Pular para o conteúdo principal

Power (2020)

O cinema, antes de qualquer coisa, é entretenimento. Recomendo sempre a todos assistirem aos filmes antes de ler a crítica, ou não levarem a crítica em consideração direto. Da mesma maneira, uma questão relativa é o gosto - todo mundo tem aquele filme ruim que gosta, não? Afinal, gosto não define qualidade, e não há problema nenhum nisso. Dito isso, vamos falar de um filme que entrou recentemente no catálogo da Netflix e que, mesmo não sendo um primor em todos aspectos, possui elementos bem interessantes.


Power (2020)



Power nos apresenta a uma nova droga, chamada Power, que concede super-poderes a quem a consome, mas somente por 5 minutos. Nesse contexto, um homem misterioso chamado Art está atrás do responsável pela produção, e em seu caminho cruza com Robin e Frank - respectivamente, uma garota que trafica a droga e um policial que a consome no trabalho. Os três então irão contra o sistema, e na contramão das desigualdades sociais (infelizmente) vigentes em New Orleans, e no mundo.

A premissa é muito interessante, a execução nem tanto. Power tem como ponto fraco o roteiro, que cai bastante no senso comum e se rende a vários clichês de filmes de super-herói, especialmente no ato final. Há um excesso de narrativas também, de maneira que nenhuma delas é desenvolvida de maneira satisfatória - semelhante, malcomparando claro, a Batman vs Superman. Mas o que mais senti falta foi o desenvolvimento dos personagens, especialmente o de Robin. Dominique Fishback está muito bem no papel, um dos pontos mais altos do filme, mas a personagem é extremamente superficial, assim como todos outros. Todo o potencial deles é desperdiçado em um roteiro inchado e que dá prioridade a cenas de ação iguais a muitas que já vimos em outros títulos do gênero.

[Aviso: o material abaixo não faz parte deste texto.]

//! # Sequencing Primitives
//!
//! A review session is driven by two containers that trade items back and forth:
//!
//! - [`PendingQueue`]: FIFO of items still waiting for a decision. Its front is the
//!   *current* item.
//! - [`ReviewedStack`]: LIFO of items already decided. Its top is the *most recently
//!   reviewed* item.
//!
//! Both share the [`Sequence`] contract, differing only in which end is "active":
//!
//! | Operation               | Queue            | Stack              |
//! |-------------------------|------------------|--------------------|
//! | `insert`                | tail             | top                |
//! | `take`                  | front            | top                |
//! | `peek`                  | front            | top                |
//! | `insert_with_priority`  | front            | top                |
//!
//! `insert_with_priority` exists for undo: an item popped off the reviewed stack must become
//! the very next pending item, not land at the tail of the queue.
//!
//! Underflow is never an error. Taking from or peeking into an empty sequence yields `None`,
//! and removing an absent item is a no-op.

mod queue;
mod stack;

pub use queue::PendingQueue;
pub use stack::ReviewedStack;

/// Shared contract of the two review containers.
pub trait Sequence<T> {
    /// Insert at the passive end (queue tail / stack top).
    fn insert(&mut self, item: T);

    /// Remove and return the active end.
    fn take(&mut self) -> Option<T>;

    /// Borrow the active end.
    fn peek(&self) -> Option<&T>;

    /// Insert so that the next `take` returns `item`.
    fn insert_with_priority(&mut self, item: T);

    /// Remove the first element equal to `item`.
    fn remove(&mut self, item: &T) -> Option<T>
    where
        T: PartialEq;

    fn len(&self) -> usize;

    fn is_empty(&self) -> bool {
        self.len() == 0
    }
}

#[cfg(test)]
mod tests {
    use super::*;

    #[derive(Debug, Clone, Copy)]
    enum Op {
        Insert(u32),
        Take,
        Priority(u32),
        Remove(u32),
        Peek,
    }

    fn script() -> Vec<Op> {
        use Op::*;
        vec![
            Take,
            Remove(9),
            Peek,
            Insert(1),
            Insert(2),
            Priority(3),
            Remove(2),
            Remove(2),
            Take,
            Take,
            Take,
            Take,
            Insert(4),
            Priority(5),
            Peek,
            Remove(4),
            Take,
            Take,
        ]
    }

    /// Replays `script` against any sequence and checks `len` after each step.
    fn replay<S: Sequence<u32>>(mut seq: S, contents: impl Fn(&S) -> usize) {
        for op in script() {
            let before = seq.len();
            match op {
                Op::Insert(v) => {
                    seq.insert(v);
                    assert_eq!(seq.len(), before + 1);
                }
                Op::Priority(v) => {
                    seq.insert_with_priority(v);
                    assert_eq!(seq.len(), before + 1);
                    assert_eq!(seq.peek(), Some(&v));
                }
                Op::Take => {
                    let taken = seq.take();
                    let expected = if taken.is_some() { before - 1 } else { 0 };
                    assert_eq!(seq.len(), expected);
                }
                Op::Remove(v) => {
                    let removed = seq.remove(&v);
                    let expected = if removed.is_some() { before - 1 } else { before };
                    assert_eq!(seq.len(), expected);
                }
                Op::Peek => {
                    seq.peek();
                    assert_eq!(seq.len(), before);
                }
            }
            assert_eq!(seq.len(), contents(&seq));
        }
        assert!(seq.is_empty());
    }

    #[test]
    fn queue_len_tracks_contents_for_any_interleaving() {
        replay(PendingQueue::<u32>::new(), |q: &PendingQueue<u32>| {
            q.iter().count()
        });
    }

    #[test]
    fn stack_len_tracks_contents_for_any_interleaving() {
        replay(ReviewedStack::<u32>::new(), |s: &ReviewedStack<u32>| {
            s.iter().count()
        });
    }

    #[test]
    fn priority_insert_is_taken_next() {
        let mut queue: PendingQueue<u32> = [1, 2, 3].into_iter().collect();
        queue.insert_with_priority(7);
        assert_eq!(Sequence::take(&mut queue), Some(7));

        let mut stack: ReviewedStack<u32> = [1, 2, 3].into_iter().collect();
        stack.insert_with_priority(7);
        assert_eq!(Sequence::take(&mut stack), Some(7));
    }
}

Mas o filme tem aspectos - muito - interessantes. A direção de fotografia chama bastante a atenção, particularmente em um plano sequência perto do final, em que a luta é vista de uma perspectiva totalmente diferente do convencional. O elenco é ótimo também. Além de Dominique, Jamie Foxx se entrega por completo ao papel, e Joseph Gordon-Levitt funciona bem no conjunto. E Rodrigo Santoro também está no elenco, em um papel coadjuvante mas não menos importante. A direção de arte também traz elementos interessantes. A montagem é regular, eficiente mas longe de ser boa. Os efeitos especiais são convincentes, mas para quem está habituado ao gênero de super-heróis não há nada de novo. O trabalho de maquiagem é muito bom, ressaltando o realismo da história e, mais ainda, as consequências do uso excessivo do Power.


Reflexões sociais em meio a meta-humanos e efeitos especiais. (Crédito: Divulgação - Netflix)

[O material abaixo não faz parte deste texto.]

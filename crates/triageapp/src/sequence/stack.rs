use super::Sequence;

/// LIFO of items already decided. The top is the most recently reviewed item.
#[derive(Debug, Clone, PartialEq)]
pub struct ReviewedStack<T> {
    items: Vec<T>,
}

impl<T> Default for ReviewedStack<T> {
    fn default() -> Self {
        Self::new()
    }
}

impl<T> ReviewedStack<T> {
    pub fn new() -> Self {
        Self { items: Vec::new() }
    }

    pub fn push(&mut self, item: T) {
        self.items.push(item);
    }

    pub fn pop(&mut self) -> Option<T> {
        self.items.pop()
    }

    pub fn top(&self) -> Option<&T> {
        self.items.last()
    }

    pub fn remove(&mut self, item: &T) -> Option<T>
    where
        T: PartialEq,
    {
        // Search from the top: the item being discarded is almost always the last one pushed.
        let pos = self.items.iter().rposition(|candidate| candidate == item)?;
        Some(self.items.remove(pos))
    }

    pub fn len(&self) -> usize {
        self.items.len()
    }

    pub fn is_empty(&self) -> bool {
        self.items.is_empty()
    }

    /// Bottom-to-top, i.e. the order items were reviewed in.
    pub fn iter(&self) -> impl Iterator<Item = &T> {
        self.items.iter()
    }
}

impl<T> FromIterator<T> for ReviewedStack<T> {
    fn from_iter<I: IntoIterator<Item = T>>(iter: I) -> Self {
        Self {
            items: iter.into_iter().collect(),
        }
    }
}

impl<T> Sequence<T> for ReviewedStack<T> {
    fn insert(&mut self, item: T) {
        self.push(item);
    }

    fn take(&mut self) -> Option<T> {
        self.pop()
    }

    fn peek(&self) -> Option<&T> {
        self.top()
    }

    // Pushing already makes the item the next one popped.
    fn insert_with_priority(&mut self, item: T) {
        self.push(item);
    }

    fn remove(&mut self, item: &T) -> Option<T>
    where
        T: PartialEq,
    {
        ReviewedStack::remove(self, item)
    }

    fn len(&self) -> usize {
        ReviewedStack::len(self)
    }
}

O grande destaque do filme, entretanto, é o subtexto. Apesar dos personagens um pouco estereotipados, há uma discussão muito interessante a respeito de desigualdades sociais e econômicas, e a metáfora do Power em si (que em inglês significa "poder") é muito interessante. A figura de Robin é fundamental especialmente nesse sentido, pois ela é a que mais desafia esse sistema, por ser uma mulher negra e pobre em uma realidade que privilegia homens brancos e ricos. O rap entra aí como maneira de expressão e resistência diante de injustiças absurdas - aliás, uma coisa que senti bastante falta, há pouco rap no filme para a importância que isso tem na vida da personagem. Ainda assim, a camada social é a que mais se sobressai, e expõe uma sociedade injusta e desigual enraizada em preconceitos raciais e econômicos.

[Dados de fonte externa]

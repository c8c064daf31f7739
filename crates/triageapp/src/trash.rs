//! Moving the current item into the trash directory.

use crate::error::Result;
use crate::fsops;
use crate::model::Item;
use crate::task::Task;
use std::fs;
use std::path::{Path, PathBuf};

/// Moves `path` into `trash_dir`, creating the directory if needed. A name already taken in
/// the trash gets a unique suffix. Returns where the file ended up.
pub fn move_to_trash(path: &Path, trash_dir: &Path) -> Result<PathBuf> {
    fs::create_dir_all(trash_dir)?;
    let name = path
        .file_name()
        .map(|n| n.to_string_lossy().into_owned())
        .unwrap_or_default();
    let target = fsops::unique_destination(trash_dir, &name);
    fsops::move_file(path, &target)?;
    tracing::debug!(from = %path.display(), to = %target.display(), "trashed");
    Ok(target)
}

/// Trashes the current file, then discards the item from the task. Returns the item and
/// where its file went; a file already gone from disk is discarded without a move (`None`).
/// If the move fails the task is left as it was.
pub fn trash_current(
    task: &mut Task,
    trash_dir: &Path,
) -> Result<Option<(Item, Option<PathBuf>)>> {
    let Some(item) = task.current_mut() else {
        return Ok(None);
    };
    item.release();
    let trashed = if item.path().exists() {
        Some(move_to_trash(item.path(), trash_dir)?)
    } else {
        tracing::warn!(path = %item.path().display(), "file vanished from disk; discarding");
        None
    };

    Ok(task.discard_current().map(|item| (item, trashed)))
}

Os poderes em si de cada usuário também dizem muita coisa sobre eles. Além de bastante criativos (um prato cheio para quem curte efeitos especiais), possuem um fundo psicológico bem forte, e o primeiro que me vêm à cabeça é o do jovem que ganha capacidade de camuflagem. Afinal, quantas vezes já desejamos ser algo que não somos para nos sentirmos parte de um grupo?

Power não é um bom filme como experiência audiovisual, mas entretém, e possui elementos bem interessantes que nos fazem refletir sobre nosso papel na sociedade, e o que estamos fazendo com nosso poder. Todos temos um poder, só precisamos saber usá-lo de maneira sábia, que então ele vira nossa maior arma contra as injustiças da vida.


Nota: 7 / 10

Comentários

Postagens mais visitadas deste blog

Thunderbolts* salvou minha vida

Nunca achei que diria isso, mas obrigada, Marvel Studios. Thunderbolts* (destaque para o asterisco, é essencial), bem resumidamente, traz figuras em segundo plano no grande espectro do MCU se unindo e formando uma equipe improvável, de anti-heróis e vigilantes com um passado conturbado e que, sem exceção, lidam com problemas familiares, pessoais e de saúde mental. Na verdade, é um filme sobre saúde mental, vindo da Marvel Studios. Coisa que nem no cenário mais otimista imaginaria, especialmente vindo após o horror que foi Capitão Falcão vs Harrison Ford Vermelho (desculpa, Sam Wilson, torço que você tenha um arco de redenção no futuro com filmes melhores). Dessa maneira, eu, muito mais alinhada ao DCU do James Gunn ultimamente, e cética com o trabalho da Disney com esse multiverso compartilhado, decido assistir à nova produção capitalista da Marvel Studios. E quem diria... mudou minha vida? Crédito: Divulgação - The Walt Disney Company (Alerta de spoilers) Entremos no filme. Como retra...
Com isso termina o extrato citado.